AVAILABLE DATA Start Marker

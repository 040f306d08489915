//! Tests for `envseal keys`.

#![cfg(unix)]

use crate::support::*;

#[test]
fn test_keys_lists_names_not_values() {
    let t = Test::with_store("secrets.json", r#"{"DB_PASSWORD": "hunter2", "API_KEY": "abc123"}"#);

    let output = t.keys();
    assert_success(&output);
    assert_stdout_contains(&output, "2 secrets");
    assert_stdout_contains(&output, "API_KEY");
    assert_stdout_contains(&output, "DB_PASSWORD");
    assert_output_excludes(&output, "hunter2");
    assert_output_excludes(&output, "abc123");
}

#[test]
fn test_keys_json() {
    let t = Test::with_store("secrets.json", r#"{"B": "2", "A": "1"}"#);

    let output = t.keys_json();
    assert_success(&output);

    let json: serde_json::Value = serde_json::from_str(&stdout(&output)).unwrap();
    assert_eq!(json["store"], "secrets.json");
    assert_eq!(json["count"], 2);
    assert_eq!(json["keys"], serde_json::json!(["A", "B"]));
}

#[test]
fn test_keys_text_layout() {
    let t = Test::with_store("secrets.json", r#"{"B": "2", "A": "1"}"#);

    let output = t.keys();
    assert_success(&output);

    let out = stdout(&output);
    let lines: Vec<&str> = out.lines().collect();
    assert_eq!(lines.len(), 3);
    assert!(lines[0].starts_with("2 secrets in "));
    assert!(lines[0].contains("secrets.json"));
    assert!(lines[1].ends_with("A"));
    assert!(lines[2].ends_with("B"));
    assert!(stderr(&output).is_empty());
}

#[test]
fn test_keys_empty_store() {
    let t = Test::with_store("secrets.json", "{}");

    let output = t.keys();
    assert_success(&output);
    assert_stdout_contains(&output, "no secrets in store");
}

#[test]
fn test_keys_reports_invalid_names() {
    let t = Test::with_store("secrets.yaml", "9LIVES: cat\n");

    let output = t.keys();
    assert_failure(&output);
    assert_stderr_contains(&output, "invalid secret key '9LIVES'");
}

#[test]
fn test_keys_is_repeatable() {
    let t = Test::with_store("secrets.json", r#"{"A": "1", "B": "2"}"#);

    let first = t.keys_json();
    let second = t.keys_json();
    assert_success(&first);
    assert_eq!(first.stdout, second.stdout);
}
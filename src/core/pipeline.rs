//! The launch pipeline: decrypt, parse, build, replace.
//!
//! Each stage runs to completion before the next starts, and the first
//! failure ends the launch.

use std::ffi::OsString;
use std::path::{Path, PathBuf};
use tracing::debug;

use crate::core::bundle::{Format, SecretBundle};
use crate::core::decrypt::Decryptor;
use crate::core::env::LaunchEnvironment;
use crate::core::launch::{self, Target};
use crate::error::{Error, Result};

/// Launches a target with the secrets of one store.
pub struct Launcher<D> {
    decryptor: D,
    store: PathBuf,
    format: Option<Format>,
}

impl<D: Decryptor> Launcher<D> {
    pub fn new(decryptor: D, store: impl Into<PathBuf>) -> Self {
        Self {
            decryptor,
            store: store.into(),
            format: None,
        }
    }

    /// Force a payload format instead of detecting it from the extension.
    pub fn with_format(mut self, format: Option<Format>) -> Self {
        self.format = format;
        self
    }

    pub fn store(&self) -> &Path {
        &self.store
    }

    /// The payload format this launcher will parse.
    pub fn format(&self) -> Format {
        self.format.unwrap_or_else(|| Format::detect(&self.store))
    }

    /// Decrypt and parse the store.
    pub fn load(&self) -> Result<SecretBundle> {
        debug!(
            decryptor = self.decryptor.name(),
            store = %self.store.display(),
            "decrypting store"
        );
        let payload = self.decryptor.decrypt(&self.store)?;
        SecretBundle::parse(&payload, self.format())
    }

    /// Run every stage except the handoff, against an explicit inherited
    /// environment.
    pub fn prepare<I, K, V>(&self, inherited: I) -> Result<LaunchEnvironment>
    where
        I: IntoIterator<Item = (K, V)>,
        K: Into<OsString>,
        V: Into<OsString>,
    {
        let bundle = self.load()?;
        LaunchEnvironment::build(inherited, &bundle)
    }

    /// Run the full pipeline and replace the current process with `target`.
    ///
    /// Returns only if the launch was aborted.
    pub fn launch(&self, target: &Target) -> Error {
        match self.prepare(std::env::vars_os()) {
            Ok(env) => launch::replace(target, env),
            Err(e) => e,
        }
    }
}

AVAILABLE DATA End Marker

Please give the number of lines with "crate" in the entries above, and write no other text.

RESPONSE BOX
6